Polk plans to campaign Donauwelle P in FEI Junior classes and at Fourth Level in the upcoming season. She still attends school full-time, though with added flexibility to train and compete, for which she is incredibly grateful. She hopes to have her own barn someday so she can ride and coach full-time.
Two Championships
Five additional competitors recorded two championship wins apiece, with Open rider Lindsey Holleger doing so on a four-year-old. She piloted her own 15.3hh Galaxena (by Galaxy x Florenz) to the Training Level title with 73% and led the hot First Level contest with 71.111%. In the class of 26 starters, the top five all finished on over 70%.

Lindsey Holleger and her diminutive four-year-old Galaxy-sired mare, Galaxena, landed a double of high-scoring wins in the hotly-contested Open classes. (Photo: High Time Photography)
The talented little mare has only been shown lightly in her first year of competition, contesting a handful of young horse classes — including finishing fifth at the Festival of Champions under Holleger’s assistant trainer Michelle Davis — before stepping out at Training and First level with Holleger for the first time just a month before Regionals.
Small animal veterinarian Kristy Truebenbach Lund rode her Licosto gelding, Living Lucky, to two wins at big tour level.
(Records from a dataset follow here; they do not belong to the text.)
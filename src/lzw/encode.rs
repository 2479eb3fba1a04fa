//! A module for all LZW encoding needs.
use std::io::{self, BufRead, Write};

use super::dict::{EncodeTable, Step};
use super::{stream, Configuration};
use crate::{AllResult, Code, CodecError, Status, StreamResult};

/// An incremental LZW encoder.
///
/// Feed input with [`encode_bytes`] and mark its end with [`finish`], or use one of the stream
/// adapters. After a stream has been completed call [`reset`] before encoding the next one.
///
/// [`encode_bytes`]: #method.encode_bytes
/// [`finish`]: #method.finish
/// [`reset`]: #method.reset
pub struct Encoder {
    state: EncodeState,
}

/// A encoding stream sink.
///
/// See [`Encoder::into_stream`] on how to create this type and more information.
pub struct IntoStream<'d, W> {
    encoder: &'d mut Encoder,
    writer: W,
}

/// An async encoding sink.
///
/// See [`Encoder::into_async`] on how to create this type and more information.
#[cfg(feature = "async")]
pub struct IntoAsync<'d, W> {
    encoder: &'d mut Encoder,
    writer: W,
}

struct EncodeState {
    config: Configuration,
    /// The current encoding dictionary.
    table: EncodeTable,
    /// The code corresponding to the currently read characters.
    current: Option<Code>,
    /// If the input has been marked complete.
    has_ended: bool,
    /// If the final code has been buffered.
    has_flushed: bool,
    /// A byte outside the alphabet that stopped the encoding.
    rejected: Option<u8>,
    /// The big-endian bytes of the last code, `pending[start..]` is not yet written.
    pending: [u8; 4],
    start: usize,
}

impl Encoder {
    /// Create a new encoder for the given code width and alphabet.
    pub fn new(config: Configuration) -> Self {
        Encoder {
            state: EncodeState::new(config),
        }
    }

    /// Encode some bytes from `inp` into `out`.
    ///
    /// Output is only produced in whole codes, though a code may be split across the output
    /// buffers of consecutive calls. See [`into_stream`] for high-level functions and [`finish`]
    /// for marking the input data as complete.
    ///
    /// [`into_stream`]: #method.into_stream
    /// [`finish`]: #method.finish
    pub fn encode_bytes(&mut self, inp: &[u8], out: &mut [u8]) -> StreamResult {
        self.state.advance(inp, out)
    }

    /// Mark the encoding as finished.
    ///
    /// In following calls to `encode_bytes` the encoder will emit the code of the pending prefix
    /// after encoding all of `inp` and then report [`Status::Done`].
    pub fn finish(&mut self) {
        self.state.has_ended = true;
    }

    /// Reset all internal state, starting a new stream with a fresh dictionary.
    pub fn reset(&mut self) {
        self.state.reset();
    }

    /// Construct an encoder into a writer.
    pub fn into_stream<W: Write>(&mut self, writer: W) -> IntoStream<'_, W> {
        IntoStream {
            encoder: self,
            writer,
        }
    }

    /// Construct an encoder into an async writer.
    #[cfg(feature = "async")]
    pub fn into_async<W: futures::io::AsyncWrite>(&mut self, writer: W) -> IntoAsync<'_, W> {
        IntoAsync {
            encoder: self,
            writer,
        }
    }

    /// Encode a complete buffer as a new stream.
    pub fn encode(&mut self, data: &[u8]) -> Result<Vec<u8>, CodecError> {
        self.reset();
        let mut output = Vec::with_capacity(data.len() + self.state.config.bytes_per_code());
        self.into_stream(&mut output).encode_all(data).status?;
        Ok(output)
    }

    /// The number of dictionary entries, the seeds included.
    pub fn dictionary_len(&self) -> u64 {
        self.state.table.len()
    }

    pub fn configuration(&self) -> Configuration {
        self.state.config
    }
}

impl<W: Write> IntoStream<'_, W> {
    /// Encode data from a reader.
    ///
    /// This will drain the supplied reader. It will not emit the pending prefix after all data
    /// has been processed, so more data can follow in another call.
    pub fn encode(&mut self, read: impl BufRead) -> AllResult {
        stream::pump(&mut *self.encoder, read, &mut self.writer, false)
    }

    /// Encode data from a reader and complete the stream.
    pub fn encode_all(mut self, read: impl BufRead) -> AllResult {
        stream::pump(&mut *self.encoder, read, &mut self.writer, true)
    }
}

#[cfg(feature = "async")]
impl<W: futures::io::AsyncWrite + core::marker::Unpin> IntoAsync<'_, W> {
    /// Encode data from an async reader without completing the stream.
    pub async fn encode(&mut self, read: impl futures::io::AsyncBufRead) -> AllResult {
        stream::pump_async(&mut *self.encoder, read, &mut self.writer, false).await
    }

    /// Encode data from an async reader and complete the stream.
    pub async fn encode_all(mut self, read: impl futures::io::AsyncBufRead) -> AllResult {
        stream::pump_async(&mut *self.encoder, read, &mut self.writer, true).await
    }
}

impl stream::Coder for Encoder {
    fn code_bytes(&mut self, inp: &[u8], out: &mut [u8]) -> StreamResult {
        self.encode_bytes(inp, out)
    }

    fn finish(&mut self) {
        Encoder::finish(self);
    }

    fn stalled() -> CodecError {
        CodecError::Io(io::Error::new(
            io::ErrorKind::WriteZero,
            "encoder made no progress",
        ))
    }
}

impl EncodeState {
    fn new(config: Configuration) -> Self {
        EncodeState {
            config,
            table: EncodeTable::new(&config),
            current: None,
            has_ended: false,
            has_flushed: false,
            rejected: None,
            pending: [0; 4],
            start: 4,
        }
    }

    fn reset(&mut self) {
        self.table.reset();
        self.current = None;
        self.has_ended = false;
        self.has_flushed = false;
        self.rejected = None;
        self.start = self.pending.len();
    }

    fn advance(&mut self, mut inp: &[u8], mut out: &mut [u8]) -> StreamResult {
        if let Some(byte) = self.rejected {
            return StreamResult {
                consumed_in: 0,
                consumed_out: 0,
                status: Err(CodecError::InvalidSymbol(byte)),
            };
        }

        let c_in = inp.len();
        let c_out = out.len();
        let mut status = Ok(Status::Ok);

        loop {
            if self.push_out(&mut out) || self.has_flushed {
                break;
            }

            let (&byte, rest) = match inp.split_first() {
                Some(split) => split,
                None if self.has_ended => {
                    if let Some(code) = self.current.take() {
                        self.buffer_code(code);
                    }
                    self.has_flushed = true;
                    continue;
                }
                None => break,
            };

            if u16::from(byte) >= self.config.alphabet_size() {
                self.rejected = Some(byte);
                status = Err(CodecError::InvalidSymbol(byte));
                break;
            }

            inp = rest;
            match self.table.lookup_or_extend(self.current, byte) {
                Step::Extend(code) => self.current = Some(code),
                Step::Emit(code) => {
                    self.buffer_code(code);
                    self.current = Some(Code::from(byte));
                }
            }
        }

        let consumed_in = c_in - inp.len();
        let consumed_out = c_out - out.len();
        if status.is_ok() {
            if self.has_flushed && self.start == self.pending.len() {
                status = Ok(Status::Done);
            } else if consumed_in == 0 && consumed_out == 0 {
                status = Ok(Status::NoProgress);
            }
        }

        tracing::trace!(consumed_in, consumed_out, "lzw encode step");
        StreamResult {
            consumed_in,
            consumed_out,
            status,
        }
    }

    /// Write pending code bytes, returning if some remain.
    fn push_out(&mut self, out: &mut &mut [u8]) -> bool {
        let pending = &self.pending[self.start..];
        let count = pending.len().min(out.len());
        let (bytes, tail) = core::mem::take(out).split_at_mut(count);
        bytes.copy_from_slice(&pending[..count]);
        *out = tail;
        self.start += count;
        self.start < self.pending.len()
    }

    fn buffer_code(&mut self, code: Code) {
        debug_assert_eq!(self.start, self.pending.len());
        self.pending = code.to_be_bytes();
        self.start = self.pending.len() - self.config.bytes_per_code();
    }
}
Photo by High Time Photography
Nora Batchelder achieved her double on two different horses, winning the Open Third Level with 71.625% on Anna Jaffe’s eight-year-old Oldenburg gelding Gnomonic, by Goldberg. She followed up with an Intermediate II victory on Sandi Lieb’s 18hh 12-year-old gelding Improv 40Z, by UB40 x Rousseau.
Other riders who accomplished doubles were Tessa Holloran on Ike at small tour, AA and small animal veterinarian Kristy Truebenbach Lund at big tour on Living Lucky, Jodie Kelly-Baxley at Grand Prix on Grayton Beach, and AA Lea McCullough at Intermediate I level on Django Kerguelen.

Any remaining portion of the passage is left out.